Issue
A Blue Screen of Death (BSOD), also known as a Stop error, occurs when Windows encounters a critical system error it cannot recover from, leading to an immediate crash and restart. While BSODs can stem from hardware faults, driver conflicts, OS issues, or incompatible software, the ThreatDown Endpoint drivers or protection have occasionally been associated with crashes in certain configurations, updates, or older Windows versions.
Symptoms
- Sudden blue screen with error codes (e.g., KMODE_EXCEPTION_NOT_HANDLED, IRQL_NOT_LESS_OR_EQUAL, SYSTEM_SERVICE_EXCEPTION, BAD_POOL_CALLER, KERNEL_AUTO_BOOST_LOCK_ACQUISITION_WITH_RAISED_IRQL).
- Crash during boot, scans, reboot, OS update, or randomly.
- Stop codes referencing ThreatDown-related drivers such as mwac.sys, farflt.sys, or flightrecorder.sys.
Resolution
Work through the following tasks in order until the issue is resolved.
Task 1: Ensure Memory Dump Generation for Analysis
Windows generates a memory dump file during BSOD for debugging. The default location is %SystemRoot%\MEMORY.DMP, usually C:\Windows\MEMORY.DMP.
If no dump file exists after a reproducible crash, configure automatic dump creation:
- On the Windows device, go to Control Panel > System and Security > System.
- Click Advanced system settings > Advanced tab.
- Under Startup and Recovery, click Settings.
- In System failure > Write debugging information, select one of the following:
- Automatic memory dump: Recommended/default in modern Windows. Equivalent to kernel dump if page file allows.
- Kernel memory dump: Partial kernel memory. Common for driver analysis.
- Active memory dump or Complete memory dump: Full RAM; use cautiously as it requires large disk space and takes longer to write.
- Ensure the Dump file path has sufficient space. Change to another drive if needed: D:\MEMORY.DMP.
- Uncheck Automatically restart to view the BSOD message longer.
- Click OK > Apply > OK.
- Restart the computer for changes to take effect.
Notes:
- Page file must be large enough - at least equal to RAM for complete dumps.
- Complete dumps can take significant time on large RAM systems.
Task 2: Perform Layer Testing to Isolate ThreatDown Involvement
Follow the layer testing process from Troubleshooting endpoint performance issues to identify the problematic protection layer:
- Enable debug logging on the endpoint.
- In Nebula, disable layers systematically:
- Start with EDR if enabled.
- Then disable Real-Time Protection sub-layers individually in this order:
- Malware Protection
- Ransomware Behavior Protection
- Web Protection
- Exploit Protection
- Wait 2-3 minutes after each layer is disabled to ensure the policy is applied to the endpoint.
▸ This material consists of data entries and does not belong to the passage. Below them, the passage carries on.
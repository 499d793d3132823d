use crate::{
    fonts::{FaceSet, SCALE},
    model::RenderRequest,
    palette::{self, PaletteEntry},
    raster::Pixmap,
    text,
};

/// Output size: 600x315 design units at the 2x working scale.
pub const CANVAS_W: u32 = (600 * SCALE) as u32;
pub const CANVAS_H: u32 = (315 * SCALE) as u32;

// Brand wordmark: neutral text plus one accent-colored character.
const WORDMARK: &str = "teamup";
const WORDMARK_ACCENT: &str = "_";
const FOOTER: &str = "teamup.build";

const MARGIN: i32 = 16 * SCALE;
const PAD: i32 = 24 * SCALE;
const CARD_RADIUS: i32 = 12 * SCALE;
const BADGE_RADIUS: i32 = 4 * SCALE;

const TITLE_MAX_LINES: usize = 2;
const DESC_MAX_LINES: usize = 2;
const DESC_MAX_CHARS: usize = 200;

/// Lays the card out top to bottom with a single vertical cursor: wordmark,
/// title, description, role badges, stack tags, footer. Pure function of the
/// request and the face set; the returned buffer is owned by this one call.
pub fn compose(req: &RenderRequest, faces: &FaceSet) -> Pixmap {
    let mut pm = Pixmap::new(CANVAS_W, CANVAS_H);
    pm.fill(palette::BG);

    // White card panel on a 1px border ring, both rounded.
    let (card_x, card_y) = (MARGIN, MARGIN);
    let card_w = CANVAS_W as i32 - 2 * MARGIN;
    let card_h = CANVAS_H as i32 - 2 * MARGIN;
    pm.fill_rounded_rect(
        card_x - 1,
        card_y - 1,
        card_w + 2,
        card_h + 2,
        CARD_RADIUS + 1,
        palette::BORDER,
    );
    pm.fill_rounded_rect(card_x, card_y, card_w, card_h, CARD_RADIUS, palette::WHITE);

    let cx = card_x + PAD;
    let cw = (card_w - 2 * PAD) as u32;
    let mut y = card_y + PAD;

    // Wordmark: brand text, then the accent character with no gap.
    text::draw_text(&mut pm, &faces.logo, palette::GRAY_900, cx, y, WORDMARK);
    let mark_w = text::measure_width(&faces.logo, WORDMARK) as i32;
    text::draw_text(
        &mut pm,
        &faces.logo,
        palette::ACCENT,
        cx + mark_w,
        y,
        WORDMARK_ACCENT,
    );
    y += 24 * SCALE;

    // Title, at most two lines.
    let mut title_lines = text::wrap_lines(&faces.title, &req.title, cw);
    text::truncate_lines(&mut title_lines, TITLE_MAX_LINES);
    for line in &title_lines {
        text::draw_text(&mut pm, &faces.title, palette::GRAY_900, cx, y, line);
        y += 26 * SCALE;
    }

    // Description, capped before wrapping so pathological input stays cheap.
    if !req.description.is_empty() {
        y += 4 * SCALE;
        let desc = text::clip_chars(&req.description, DESC_MAX_CHARS);
        let mut desc_lines = text::wrap_lines(&faces.body, &desc, cw);
        text::truncate_lines(&mut desc_lines, DESC_MAX_LINES);
        for line in &desc_lines {
            text::draw_text(&mut pm, &faces.body, palette::GRAY_500, cx, y, line);
            y += 15 * SCALE;
        }
    }

    if !req.roles.is_empty() {
        y += 10 * SCALE;
        y = badge_row(&mut pm, faces, req, cx, cw, y);
    }

    if !req.stack.is_empty() {
        y += 2 * SCALE;
        tag_row(&mut pm, faces, &req.stack, cx, cw, y);
    }

    // Footer: hairline separator (one device pixel) plus the site name.
    let fy = card_y + card_h - PAD - 10 * SCALE;
    pm.fill_rect(cx, fy, cw as i32, 1, palette::BORDER);
    text::draw_text(
        &mut pm,
        &faces.small,
        palette::GRAY_400,
        cx,
        fy + 6 * SCALE,
        FOOTER,
    );

    pm
}

/// One row of colored role pills. Badges that would cross the content width
/// are dropped silently; there is no second row. Returns the cursor below
/// the row.
fn badge_row(
    pm: &mut Pixmap,
    faces: &FaceSet,
    req: &RenderRequest,
    cx: i32,
    cw: u32,
    y: i32,
) -> i32 {
    let face = &faces.badge;
    let (hp, vp) = (7 * SCALE, 3 * SCALE);
    let bh = face.ascent() + face.descent() + 2 * vp;
    let mut bx = cx;
    for role in &req.roles {
        let PaletteEntry { bg, fg } = palette::role_palette(&role.slug);
        let bw = text::measure_width(face, &role.name) as i32 + 2 * hp;
        if bx + bw > cx + cw as i32 {
            break;
        }
        pm.fill_rounded_rect(bx, y, bw, bh, BADGE_RADIUS, bg);
        text::draw_text(pm, face, fg, bx + hp, y + vp, &role.name);
        bx += bw + 6 * SCALE;
    }
    y + bh + 8 * SCALE
}

/// Flat neutral tag pills for the technology stack, same overflow policy as
/// the badge row.
fn tag_row(pm: &mut Pixmap, faces: &FaceSet, tags: &[String], cx: i32, cw: u32, y: i32) {
    let face = &faces.small;
    let (hp, vp) = (5 * SCALE, 2 * SCALE);
    let bh = face.ascent() + face.descent() + 2 * vp;
    let mut bx = cx;
    for tag in tags {
        let bw = text::measure_width(face, tag) as i32 + 2 * hp;
        if bx + bw > cx + cw as i32 {
            break;
        }
        pm.fill_rounded_rect(bx, y, bw, bh, 3 * SCALE, palette::GRAY_100);
        text::draw_text(pm, face, palette::GRAY_700, bx + hp, y + vp, tag);
        bx += bw + 4 * SCALE;
    }
}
- Attempt to reproduce the BSOD.
- If disabling a layer prevents crashes, re-enable other layers and confirm by reproducing the issue with only the problematic layer enabled.
- Collect Endpoint Agent logs.
Task 3: Contact Support
Provide the following when contacting support:
- The debug Endpoint Agent logs collected in the previous step
- Memory dump file (MEMORY.DMP or mini-dumps in C:\Windows\Minidump)
- Environment details:
- How many machines affected?
- Reproducible? Steps to reproduce.
- OS/platform: Windows 10/11 version, Windows Server 2019/2022, etc.
- Agent version
- Recent changes or updates
Temporary Workaround while awaiting support:
- Disable suspect layers in policy for affected endpoints.
- Boot in Safe Mode to test stability without ThreatDown.